Stored items
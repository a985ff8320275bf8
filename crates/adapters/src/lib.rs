// SPDX-License-Identifier: BUSL-1.1
// Copyright (c) 2026 Alfred Jean LLC

// Allow panic!/unwrap/expect in test code
#![cfg_attr(test, allow(clippy::panic))]
#![cfg_attr(test, allow(clippy::unwrap_used))]
#![cfg_attr(test, allow(clippy::expect_used))]

//! Substrate adapters for the cluster operation controller

pub mod artifact;
pub mod job;
pub mod k8s;
pub mod store;

pub use artifact::{ArtifactError, ArtifactKind, ArtifactStore};
pub use job::{JobAdapter, JobAdapterError};
pub use k8s::{KubeArtifactStore, KubeJobAdapter, KubeResourceStore};
pub use store::{ResourceStore, StoreError};

#[cfg(any(test, feature = "test-support"))]
pub use artifact::FakeArtifactStore;
#[cfg(any(test, feature = "test-support"))]
pub use job::{FakeJobAdapter, JobCall};
#[cfg(any(test, feature = "test-support"))]
pub use store::FakeResourceStore;
// SPDX-License-Identifier: BUSL-1.1
// Copyright (c) 2026 Alfred Jean LLC

//! Cluster resource: one provisioned target environment.

use crate::condition::ConditionLog;
use crate::operation::OpsStatus;
use crate::reference::{ConfigMapRef, SecretRef};
use chrono::{DateTime, Utc};
use kube::CustomResource;
use schemars::JsonSchema;
use serde::{Deserialize, Serialize};

/// Host inventory, variables and credentials every operation against this
/// cluster runs with.
#[derive(CustomResource, Debug, Clone, Default, PartialEq, Serialize, Deserialize, JsonSchema)]
#[kube(
    group = "kubeop.io",
    version = "v1alpha1",
    kind = "Cluster",
    namespaced,
    status = "ClusterStatus"
)]
#[serde(rename_all = "camelCase")]
pub struct ClusterSpec {
    /// Host inventory. Mandatory.
    #[serde(default)]
    pub hosts_conf_ref: ConfigMapRef,

    /// Group variables. Mandatory.
    #[serde(default)]
    pub vars_conf_ref: ConfigMapRef,

    #[serde(default, skip_serializing_if = "Option::is_none")]
    pub kube_conf_ref: Option<ConfigMapRef>,

    #[serde(rename = "SSHAuthRef", default, skip_serializing_if = "Option::is_none")]
    pub ssh_auth_ref: Option<SecretRef>,

    /// Pre-flight check scripts run before the primary command.
    #[serde(default, skip_serializing_if = "Option::is_none")]
    pub pre_check_ref: Option<ConfigMapRef>,
}

#[derive(Debug, Clone, Default, PartialEq, Serialize, Deserialize, JsonSchema)]
#[serde(rename_all = "camelCase")]
pub struct ClusterStatus {
    #[serde(default)]
    pub conditions: ConditionLog,
}

/// Outcome recorded for one operation in the cluster's history.
///
/// Variants mirror the operation status they were derived from.
#[derive(Debug, Clone, Copy, PartialEq, Eq, Hash, Serialize, Deserialize, JsonSchema)]
pub enum ClusterConditionType {
    Running,
    Succeeded,
    Failed,
    Blocked,
}

crate::simple_display! {
    ClusterConditionType {
        Running => "Running",
        Succeeded => "Succeeded",
        Failed => "Failed",
        Blocked => "Blocked",
    }
}

impl From<OpsStatus> for ClusterConditionType {
    fn from(status: OpsStatus) -> Self {
        match status {
            OpsStatus::Running => Self::Running,
            OpsStatus::Succeeded => Self::Succeeded,
            OpsStatus::Failed => Self::Failed,
            OpsStatus::Blocked => Self::Blocked,
        }
    }
}

/// One entry of the cluster's condition history.
#[derive(Debug, Clone, PartialEq, Serialize, Deserialize, JsonSchema)]
#[serde(rename_all = "camelCase")]
pub struct ClusterCondition {
    /// Name of the operation this entry records.
    pub cluster_ops: String,
    pub cluster_condition_type: ClusterConditionType,
    #[serde(default, skip_serializing_if = "Option::is_none")]
    pub start_time: Option<DateTime<Utc>>,
    #[serde(default, skip_serializing_if = "Option::is_none")]
    pub end_time: Option<DateTime<Utc>>,
}

impl ClusterCondition {
    /// True when both entries describe the same operation outcome.
    ///
    /// End time is ignored so a record retried after a clock tick is
    /// still recognised as a repeat.
    pub fn same_outcome(&self, other: &ClusterCondition) -> bool {
        self.cluster_ops == other.cluster_ops
            && self.cluster_condition_type == other.cluster_condition_type
            && self.start_time == other.start_time
    }
}

impl Cluster {
    pub fn conditions(&self) -> Option<&ConditionLog> {
        self.status.as_ref().map(|s| &s.conditions)
    }
}

#[cfg(test)]
#[path = "cluster_tests.rs"]
mod tests;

> **Work instructions**:
Please repeat each line above exactly.

> **Output**:
repository a985ff8320275bf8
filename crates/adapters/src/lib.rs
// SPDX-License-Identifier: BUSL-1.1
// Copyright (c) 2026 Alfred Jean LLC

// Allow panic!/unwrap/expect in test code
#![cfg_attr(test, allow(clippy::panic))]
#![cfg_attr(test, allow(clippy::unwrap_used))]
#![cfg_attr(test, allow(clippy::expect_used))]

//! Substrate adapters for the cluster operation controller

pub mod artifact;
pub mod job;
pub mod k8s;
pub mod store;

pub use artifact::{ArtifactError, ArtifactKind, ArtifactStore};
pub use job::{JobAdapter, JobAdapterError};
pub use k8s::{KubeArtifactStore, KubeJobAdapter, KubeResourceStore};
pub use store::{ResourceStore, StoreError};

#[cfg(any(test, feature = "test-support"))]
pub use artifact::FakeArtifactStore;
#[cfg(any(test, feature = "test-support"))]
pub use job::{FakeJobAdapter, JobCall};
#[cfg(any(test, feature = "test-support"))]
pub use store::FakeResourceStore;
// SPDX-License-Identifier: BUSL-1.1
// Copyright (c) 2026 Alfred Jean LLC

//! Cluster resource: one provisioned target environment.

use crate::condition::ConditionLog;
use crate::operation::OpsStatus;
use crate::reference::{ConfigMapRef, SecretRef};
use chrono::{DateTime, Utc};
use kube::CustomResource;
use schemars::JsonSchema;
use serde::{Deserialize, Serialize};

/// Host inventory, variables and credentials every operation against this
/// cluster runs with.
#[derive(CustomResource, Debug, Clone, Default, PartialEq, Serialize, Deserialize, JsonSchema)]
#[kube(
    group = "kubeop.io",
    version = "v1alpha1",
    kind = "Cluster",
    namespaced,
    status = "ClusterStatus"
)]
#[serde(rename_all = "camelCase")]
pub struct ClusterSpec {
    /// Host inventory. Mandatory.
    #[serde(default)]
    pub hosts_conf_ref: ConfigMapRef,

    /// Group variables. Mandatory.
    #[serde(default)]
    pub vars_conf_ref: ConfigMapRef,

    #[serde(default, skip_serializing_if = "Option::is_none")]
    pub kube_conf_ref: Option<ConfigMapRef>,

    #[serde(rename = "SSHAuthRef", default, skip_serializing_if = "Option::is_none")]
    pub ssh_auth_ref: Option<SecretRef>,

    /// Pre-flight check scripts run before the primary command.
    #[serde(default, skip_serializing_if = "Option::is_none")]
    pub pre_check_ref: Option<ConfigMapRef>,
}

#[derive(Debug, Clone, Default, PartialEq, Serialize, Deserialize, JsonSchema)]
#[serde(rename_all = "camelCase")]
pub struct ClusterStatus {
    #[serde(default)]
    pub conditions: ConditionLog,
}

/// Outcome recorded for one operation in the cluster's history.
///
/// Variants mirror the operation status they were derived from.
#[derive(Debug, Clone, Copy, PartialEq, Eq, Hash, Serialize, Deserialize, JsonSchema)]
pub enum ClusterConditionType {
    Running,
    Succeeded,
    Failed,
    Blocked,
}

crate::simple_display! {
    ClusterConditionType {
        Running => "Running",
        Succeeded => "Succeeded",
        Failed => "Failed",
        Blocked => "Blocked",
    }
}

impl From<OpsStatus> for ClusterConditionType {
    fn from(status: OpsStatus) -> Self {
        match status {
            OpsStatus::Running => Self::Running,
            OpsStatus::Succeeded => Self::Succeeded,
            OpsStatus::Failed => Self::Failed,
            OpsStatus::Blocked => Self::Blocked,
        }
    }
}

/// One entry of the cluster's condition history.
#[derive(Debug, Clone, PartialEq, Serialize, Deserialize, JsonSchema)]
#[serde(rename_all = "camelCase")]
pub struct ClusterCondition {
    /// Name of the operation this entry records.
    pub cluster_ops: String,
    pub cluster_condition_type: ClusterConditionType,
    #[serde(default, skip_serializing_if = "Option::is_none")]
    pub start_time: Option<DateTime<Utc>>,
    #[serde(default, skip_serializing_if = "Option::is_none")]
    pub end_time: Option<DateTime<Utc>>,
}

impl ClusterCondition {
    /// True when both entries describe the same operation outcome.
    ///
    /// End time is ignored so a record retried after a clock tick is
    /// still recognised as a repeat.
    pub fn same_outcome(&self, other: &ClusterCondition) -> bool {
        self.cluster_ops == other.cluster_ops
            && self.cluster_condition_type == other.cluster_condition_type
            && self.start_time == other.start_time
    }
}

impl Cluster {
    pub fn conditions(&self) -> Option<&ConditionLog> {
        self.status.as_ref().map(|s| &s.conditions)
    }
}

#[cfg(test)]
#[path = "cluster_tests.rs"]
mod tests;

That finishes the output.